> _Brief_
Could you retype every record below exactly as it appears?

> _Stored items_

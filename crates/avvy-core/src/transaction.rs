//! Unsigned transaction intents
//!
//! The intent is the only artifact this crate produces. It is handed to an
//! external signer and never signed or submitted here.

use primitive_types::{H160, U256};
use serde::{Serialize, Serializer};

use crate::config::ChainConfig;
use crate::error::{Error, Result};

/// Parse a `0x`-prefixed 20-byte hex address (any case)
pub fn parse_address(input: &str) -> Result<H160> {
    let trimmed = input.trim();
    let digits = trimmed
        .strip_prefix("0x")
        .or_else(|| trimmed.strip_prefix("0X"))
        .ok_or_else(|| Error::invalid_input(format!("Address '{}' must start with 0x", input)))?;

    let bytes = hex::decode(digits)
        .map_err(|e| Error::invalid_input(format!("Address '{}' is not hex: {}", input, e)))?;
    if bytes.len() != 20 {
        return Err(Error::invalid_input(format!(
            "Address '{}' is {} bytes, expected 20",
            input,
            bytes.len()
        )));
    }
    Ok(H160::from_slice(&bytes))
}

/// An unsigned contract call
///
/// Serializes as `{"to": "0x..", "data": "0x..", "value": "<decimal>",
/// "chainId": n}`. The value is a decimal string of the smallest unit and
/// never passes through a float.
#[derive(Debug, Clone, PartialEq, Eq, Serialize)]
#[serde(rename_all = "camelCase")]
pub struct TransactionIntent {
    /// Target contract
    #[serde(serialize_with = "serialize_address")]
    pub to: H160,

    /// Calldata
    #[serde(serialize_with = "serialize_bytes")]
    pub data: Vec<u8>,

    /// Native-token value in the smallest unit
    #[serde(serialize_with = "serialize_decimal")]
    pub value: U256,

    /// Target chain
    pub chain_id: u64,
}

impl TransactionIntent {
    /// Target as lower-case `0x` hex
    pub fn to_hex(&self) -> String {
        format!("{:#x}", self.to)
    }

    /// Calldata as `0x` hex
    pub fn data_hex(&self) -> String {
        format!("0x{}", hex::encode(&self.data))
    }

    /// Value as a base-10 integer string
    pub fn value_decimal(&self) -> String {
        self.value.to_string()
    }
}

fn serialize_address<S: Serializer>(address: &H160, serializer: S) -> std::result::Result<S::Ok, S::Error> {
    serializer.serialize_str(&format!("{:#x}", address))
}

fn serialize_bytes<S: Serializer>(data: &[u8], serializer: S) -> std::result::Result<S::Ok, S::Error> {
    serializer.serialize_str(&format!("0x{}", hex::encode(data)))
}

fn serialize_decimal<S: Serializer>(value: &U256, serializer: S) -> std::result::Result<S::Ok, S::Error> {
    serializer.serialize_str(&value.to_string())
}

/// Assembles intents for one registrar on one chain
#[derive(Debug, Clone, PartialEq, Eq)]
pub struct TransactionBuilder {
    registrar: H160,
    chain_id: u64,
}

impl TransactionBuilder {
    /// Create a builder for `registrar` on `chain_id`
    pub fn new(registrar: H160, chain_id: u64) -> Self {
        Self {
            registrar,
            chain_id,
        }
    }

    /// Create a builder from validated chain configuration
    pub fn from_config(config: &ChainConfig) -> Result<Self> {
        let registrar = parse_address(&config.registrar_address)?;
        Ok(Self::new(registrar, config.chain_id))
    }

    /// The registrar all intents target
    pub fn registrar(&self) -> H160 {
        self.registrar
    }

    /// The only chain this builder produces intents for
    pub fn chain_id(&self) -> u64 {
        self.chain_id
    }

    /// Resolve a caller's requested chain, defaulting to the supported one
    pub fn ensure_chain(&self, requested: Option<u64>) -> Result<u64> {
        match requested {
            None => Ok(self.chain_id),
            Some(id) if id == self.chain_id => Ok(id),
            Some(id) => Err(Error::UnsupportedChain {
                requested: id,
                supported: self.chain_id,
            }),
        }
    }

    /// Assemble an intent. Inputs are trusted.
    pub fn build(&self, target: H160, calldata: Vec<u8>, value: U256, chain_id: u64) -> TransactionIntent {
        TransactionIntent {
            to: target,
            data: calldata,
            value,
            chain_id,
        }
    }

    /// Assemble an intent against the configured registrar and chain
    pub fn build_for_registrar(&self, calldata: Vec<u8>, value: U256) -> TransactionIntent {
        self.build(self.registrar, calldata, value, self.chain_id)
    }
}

> _Exercise result_
filename crates/avvy-core/src/transaction.rs
//! Unsigned transaction intents
//!
//! The intent is the only artifact this crate produces. It is handed to an
//! external signer and never signed or submitted here.

use primitive_types::{H160, U256};
use serde::{Serialize, Serializer};

use crate::config::ChainConfig;
use crate::error::{Error, Result};

/// Parse a `0x`-prefixed 20-byte hex address (any case)
pub fn parse_address(input: &str) -> Result<H160> {
    let trimmed = input.trim();
    let digits = trimmed
        .strip_prefix("0x")
        .or_else(|| trimmed.strip_prefix("0X"))
        .ok_or_else(|| Error::invalid_input(format!("Address '{}' must start with 0x", input)))?;

    let bytes = hex::decode(digits)
        .map_err(|e| Error::invalid_input(format!("Address '{}' is not hex: {}", input, e)))?;
    if bytes.len() != 20 {
        return Err(Error::invalid_input(format!(
            "Address '{}' is {} bytes, expected 20",
            input,
            bytes.len()
        )));
    }
    Ok(H160::from_slice(&bytes))
}

/// An unsigned contract call
///
/// Serializes as `{"to": "0x..", "data": "0x..", "value": "<decimal>",
/// "chainId": n}`. The value is a decimal string of the smallest unit and
/// never passes through a float.
#[derive(Debug, Clone, PartialEq, Eq, Serialize)]
#[serde(rename_all = "camelCase")]
pub struct TransactionIntent {
    /// Target contract
    #[serde(serialize_with = "serialize_address")]
    pub to: H160,

    /// Calldata
    #[serde(serialize_with = "serialize_bytes")]
    pub data: Vec<u8>,

    /// Native-token value in the smallest unit
    #[serde(serialize_with = "serialize_decimal")]
    pub value: U256,

    /// Target chain
    pub chain_id: u64,
}

impl TransactionIntent {
    /// Target as lower-case `0x` hex
    pub fn to_hex(&self) -> String {
        format!("{:#x}", self.to)
    }

    /// Calldata as `0x` hex
    pub fn data_hex(&self) -> String {
        format!("0x{}", hex::encode(&self.data))
    }

    /// Value as a base-10 integer string
    pub fn value_decimal(&self) -> String {
        self.value.to_string()
    }
}

fn serialize_address<S: Serializer>(address: &H160, serializer: S) -> std::result::Result<S::Ok, S::Error> {
    serializer.serialize_str(&format!("{:#x}", address))
}

fn serialize_bytes<S: Serializer>(data: &[u8], serializer: S) -> std::result::Result<S::Ok, S::Error> {
    serializer.serialize_str(&format!("0x{}", hex::encode(data)))
}

fn serialize_decimal<S: Serializer>(value: &U256, serializer: S) -> std::result::Result<S::Ok, S::Error> {
    serializer.serialize_str(&value.to_string())
}

/// Assembles intents for one registrar on one chain
#[derive(Debug, Clone, PartialEq, Eq)]
pub struct TransactionBuilder {
    registrar: H160,
    chain_id: u64,
}

impl TransactionBuilder {
    /// Create a builder for `registrar` on `chain_id`
    pub fn new(registrar: H160, chain_id: u64) -> Self {
        Self {
            registrar,
            chain_id,
        }
    }

    /// Create a builder from validated chain configuration
    pub fn from_config(config: &ChainConfig) -> Result<Self> {
        let registrar = parse_address(&config.registrar_address)?;
        Ok(Self::new(registrar, config.chain_id))
    }

    /// The registrar all intents target
    pub fn registrar(&self) -> H160 {
        self.registrar
    }

    /// The only chain this builder produces intents for
    pub fn chain_id(&self) -> u64 {
        self.chain_id
    }

    /// Resolve a caller's requested chain, defaulting to the supported one
    pub fn ensure_chain(&self, requested: Option<u64>) -> Result<u64> {
        match requested {
            None => Ok(self.chain_id),
            Some(id) if id == self.chain_id => Ok(id),
            Some(id) => Err(Error::UnsupportedChain {
                requested: id,
                supported: self.chain_id,
            }),
        }
    }

    /// Assemble an intent. Inputs are trusted.
    pub fn build(&self, target: H160, calldata: Vec<u8>, value: U256, chain_id: u64) -> TransactionIntent {
        TransactionIntent {
            to: target,
            data: calldata,
            value,
            chain_id,
        }
    }

    /// Assemble an intent against the configured registrar and chain
    pub fn build_for_registrar(&self, calldata: Vec<u8>, value: U256) -> TransactionIntent {
        self.build(self.registrar, calldata, value, self.chain_id)
    }
}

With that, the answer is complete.